On 10.10.2013 15:03, Fujii Masao wrote:
> Hi,
>
> The behavior of pg_trgm's similarity function seems strange. Is this
> intentional?
>
> I was thinking that the following three calls of the similarity function return
> the same number because the second argument is just the three characters
> contained in the first argument in every calls.
>
> =# SELECT similarity('12345', '123');
> =# SELECT similarity('12345', '234');
> =# SELECT similarity('12345', '345');
>
> But that's not true. Each returns the different number.
>
> =# SELECT similarity('12345', '123');
> similarity
> ------------
> 0.428571
> (1 row)
>
> =# SELECT similarity('12345', '234');
> similarity
> ------------
> 0.111111
> (1 row)
>
> =# SELECT similarity('12345', '345');
> similarity
> ------------
> 0.25
> (1 row)
>
> This happens because, for example, similarity('12345', '123') returns
> the similarity number of '**12345*' and '**123*' (* means the blank character),
> NOT '12345' and '123'. IOW, two and one blank characters are added into
> the heading and tailing of each argument, respectively. I wonder why
> pg_trgm's similarity function works in this way. We should change this
> so that no blank characters are added into the arguments?

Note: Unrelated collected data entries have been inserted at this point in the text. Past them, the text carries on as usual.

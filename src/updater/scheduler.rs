//! Timer driving automatic checks.

use super::coordinator::{CheckOutcome, UpdateCoordinator};
use std::sync::Arc;
use std::time::Duration;
use tokio::sync::Notify;
use tokio::task::JoinHandle;
use tokio::time::{self, MissedTickBehavior};
use tracing::{debug, info, warn};

/// Handle to the timer task started by [`spawn`].
#[derive(Debug)]
pub struct ScheduledChecks {
    handle: JoinHandle<()>,
    stop: Arc<Notify>,
}

impl ScheduledChecks {
    /// Stop ticking, then wait for a check already running to finish,
    /// including any install it started.
    pub async fn stop(self) {
        self.stop.notify_one();
        if let Err(e) = self.handle.await {
            warn!("Update scheduler ended abnormally: {e}");
        }
    }
}

/// Spawn a task calling `check_for_update(false)` every `period`.
///
/// With `check_on_startup` the first check runs immediately, otherwise after
/// one full period. Ticks missed while a check was running are skipped, not
/// replayed. A check is never interrupted once started; [`ScheduledChecks::stop`]
/// takes effect between checks.
pub fn spawn(
    coordinator: Arc<UpdateCoordinator>,
    period: Duration,
    check_on_startup: bool,
) -> ScheduledChecks {
    info!("Checking for updates every {}s", period.as_secs());
    let stop = Arc::new(Notify::new());
    let stopped = Arc::clone(&stop);

    let handle = tokio::spawn(async move {
        let start = if check_on_startup {
            time::Instant::now()
        } else {
            time::Instant::now() + period
        };
        let mut ticker = time::interval_at(start, period);
        ticker.set_missed_tick_behavior(MissedTickBehavior::Skip);

        loop {
            tokio::select! {
                biased;
                () = stopped.notified() => break,
                _ = ticker.tick() => {}
            }
            match coordinator.check_for_update(false).await {
                CheckOutcome::Skipped(reason) => debug!("Scheduled check skipped: {reason}"),
                outcome => debug!("Scheduled check finished: {outcome:?}"),
            }
        }
        debug!("Update scheduler stopped");
    });

    ScheduledChecks { handle, stop }
}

Well, you could also argue that "111111" and "222222" are quite similar,
even though pg_trgm's similarity will not think so. It comes down to the
definition of similarity, and how well that definition matches your
intuition.
FWIW, it feels right to me that a match in the beginning of a word is
worth more than one in the middle of a string. -1 on changing that.
- Heikki